What Is Meant by Retail Store Operations?

Typically, when people use the term retail store operations, they’re referring to most of the functions and jobs in stores. How the term translates for individual operations depends on the type of store and the specific company’s organizational chart.

So, retail operations can encompass everything about how a store operates each day. If we think about it linearly, we can see examples of responsibilities. Start with choosing the store’s location and designing the store. Then think about how the store plans, orders, and adjusts its product inventory: How it prices items and displays them in the store, under what lighting, in what arrangement, and with what signs. How it treats its customers throughout the store experience, from entry to exit. How it handles cash and credit. How it handles returns and refunds. How it handles price markdowns and sales. How it manages its staff and maintains its premises. How it handles data about customers, products, sales, and revenue. All of this can fall under the field of retail operations.

In larger retail businesses, some of the functions may fall outside of what they call their operations department. For example, they may have departments for finance and/or accounting, marketing, human resources, and IT. Sometimes those departments exist at the corporate level but less so at individual stores, where more jobs may fall under operations. At smaller stores, nearly every position may fall under operations. It all depends on the definitions of the individual business. For the purposes of this article, we’ll take the widest view of retail operations as a field.

Retail can fall under goods or services. Some stores are both. A retail clothing store is mostly goods. A dry-cleaner offers a service. A tire store sells both a product (tires) and service (installation).
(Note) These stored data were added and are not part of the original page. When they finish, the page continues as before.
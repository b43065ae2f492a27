//! Server-side apply configuration for LeaderWorkerSet
//!
//! A partial LeaderWorkerSet: only fields that were set are serialized, so the
//! result can be sent as an apply patch that claims exactly those fields.
//!
//! ```
//! use lws_operator::apply::LeaderWorkerSetApplyConfiguration;
//!
//! let config = LeaderWorkerSetApplyConfiguration::new("svc", "ns")
//!     .with_labels([("app", "svc")])
//!     .with_finalizers(["example.com/cleanup"])
//!     .unwrap();
//! assert_eq!(config.name(), Some("svc"));
//! ```

use std::collections::BTreeMap;

use k8s_openapi::apimachinery::pkg::apis::meta::v1::{ObjectMeta, OwnerReference};
use kube::api::{Patch, PatchParams};
use kube::Resource;
use serde::Serialize;

use crate::crd::{LeaderWorkerSet, LeaderWorkerSetSpec, LeaderWorkerSetStatus};
use crate::Error;

/// Partial LeaderWorkerSet for server-side apply
#[derive(Clone, Debug, Default, PartialEq, Serialize)]
#[serde(rename_all = "camelCase")]
pub struct LeaderWorkerSetApplyConfiguration {
    #[serde(skip_serializing_if = "Option::is_none")]
    api_version: Option<String>,
    #[serde(skip_serializing_if = "Option::is_none")]
    kind: Option<String>,
    #[serde(skip_serializing_if = "Option::is_none")]
    metadata: Option<ObjectMeta>,
    #[serde(skip_serializing_if = "Option::is_none")]
    spec: Option<LeaderWorkerSetSpec>,
    #[serde(skip_serializing_if = "Option::is_none")]
    status: Option<LeaderWorkerSetStatus>,
}

impl LeaderWorkerSetApplyConfiguration {
    /// Start a configuration for the LeaderWorkerSet `namespace/name`
    ///
    /// Kind and apiVersion are filled in from the resource type.
    pub fn new(name: impl Into<String>, namespace: impl Into<String>) -> Self {
        Self::default()
            .with_kind(LeaderWorkerSet::kind(&()))
            .with_api_version(LeaderWorkerSet::api_version(&()))
            .with_name(name)
            .with_namespace(namespace)
    }

    /// Set the kind
    pub fn with_kind(mut self, kind: impl Into<String>) -> Self {
        self.kind = Some(kind.into());
        self
    }

    /// Set the apiVersion
    pub fn with_api_version(mut self, api_version: impl Into<String>) -> Self {
        self.api_version = Some(api_version.into());
        self
    }

    fn meta(&mut self) -> &mut ObjectMeta {
        self.metadata.get_or_insert_with(ObjectMeta::default)
    }

    /// Set `metadata.name`
    pub fn with_name(mut self, name: impl Into<String>) -> Self {
        self.meta().name = Some(name.into());
        self
    }

    /// Set `metadata.generateName`
    pub fn with_generate_name(mut self, prefix: impl Into<String>) -> Self {
        self.meta().generate_name = Some(prefix.into());
        self
    }

    /// Set `metadata.namespace`
    pub fn with_namespace(mut self, namespace: impl Into<String>) -> Self {
        self.meta().namespace = Some(namespace.into());
        self
    }

    /// Set `metadata.uid`
    pub fn with_uid(mut self, uid: impl Into<String>) -> Self {
        self.meta().uid = Some(uid.into());
        self
    }

    /// Set `metadata.resourceVersion`
    pub fn with_resource_version(mut self, resource_version: impl Into<String>) -> Self {
        self.meta().resource_version = Some(resource_version.into());
        self
    }

    /// Set `metadata.generation`
    pub fn with_generation(mut self, generation: i64) -> Self {
        self.meta().generation = Some(generation);
        self
    }

    /// Merge entries into `metadata.labels`, overwriting existing keys
    pub fn with_labels<K, V>(mut self, entries: impl IntoIterator<Item = (K, V)>) -> Self
    where
        K: Into<String>,
        V: Into<String>,
    {
        let labels = self.meta().labels.get_or_insert_with(BTreeMap::new);
        labels.extend(entries.into_iter().map(|(k, v)| (k.into(), v.into())));
        self
    }

    /// Merge entries into `metadata.annotations`, overwriting existing keys
    pub fn with_annotations<K, V>(mut self, entries: impl IntoIterator<Item = (K, V)>) -> Self
    where
        K: Into<String>,
        V: Into<String>,
    {
        let annotations = self.meta().annotations.get_or_insert_with(BTreeMap::new);
        annotations.extend(entries.into_iter().map(|(k, v)| (k.into(), v.into())));
        self
    }

    /// Append to `metadata.ownerReferences`
    ///
    /// Every reference must name its apiVersion, kind, name and uid; nothing is
    /// appended if any of them is incomplete.
    pub fn with_owner_references(
        mut self,
        references: impl IntoIterator<Item = OwnerReference>,
    ) -> Result<Self, Error> {
        let references: Vec<OwnerReference> = references.into_iter().collect();
        for r in &references {
            let missing = [
                ("apiVersion", &r.api_version),
                ("kind", &r.kind),
                ("name", &r.name),
                ("uid", &r.uid),
            ]
            .into_iter()
            .find(|(_, value)| value.is_empty());
            if let Some((field, _)) = missing {
                return Err(Error::invalid_argument(format!(
                    "owner reference is missing {}",
                    field
                )));
            }
        }
        self.meta()
            .owner_references
            .get_or_insert_with(Vec::new)
            .extend(references);
        Ok(self)
    }

    /// Append to `metadata.finalizers`
    ///
    /// Nothing is appended if any finalizer is empty.
    pub fn with_finalizers<S: Into<String>>(
        mut self,
        finalizers: impl IntoIterator<Item = S>,
    ) -> Result<Self, Error> {
        let finalizers: Vec<String> = finalizers.into_iter().map(Into::into).collect();
        if finalizers.iter().any(|f| f.trim().is_empty()) {
            return Err(Error::invalid_argument("finalizer cannot be empty"));
        }
        self.meta()
            .finalizers
            .get_or_insert_with(Vec::new)
            .extend(finalizers);
        Ok(self)
    }

    /// Set the spec
    pub fn with_spec(mut self, spec: LeaderWorkerSetSpec) -> Self {
        self.spec = Some(spec);
        self
    }

    /// Set the status
    pub fn with_status(mut self, status: LeaderWorkerSetStatus) -> Self {
        self.status = Some(status);
        self
    }

    /// `metadata.name`, if set
    pub fn name(&self) -> Option<&str> {
        self.metadata.as_ref()?.name.as_deref()
    }

    /// `metadata.namespace`, if set
    pub fn namespace(&self) -> Option<&str> {
        self.metadata.as_ref()?.namespace.as_deref()
    }

    /// Apply patch and params for `Api::patch`, owned by `field_manager`
    pub fn into_patch(self, field_manager: &str) -> (Patch<Self>, PatchParams) {
        (Patch::Apply(self), PatchParams::apply(field_manager))
    }
}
Traditionally, the term store meant a brick-and-mortar store, but increasingly people blur the distinction, even referring to online stores. The term retail clearly applies to both physical stores and online operations. Each year, more and more sales are made online as consumer habits continue to change, and as the nature of competition changes.

The next six sections provide a more detailed overview of responsibilities that may fall under the field of retail store operations:

  • Design
  • Customer Service
  • Cash, Fraud, and Internal Controls
  • Product Inventory
  • Administration
  • Store Management

Store Design Responsibilities

Design and aesthetics are a major part of the shopping experience. Design is both art and science, often using data to help make choices, such as product display and placement. Here are aspects of design that fall under retail operations.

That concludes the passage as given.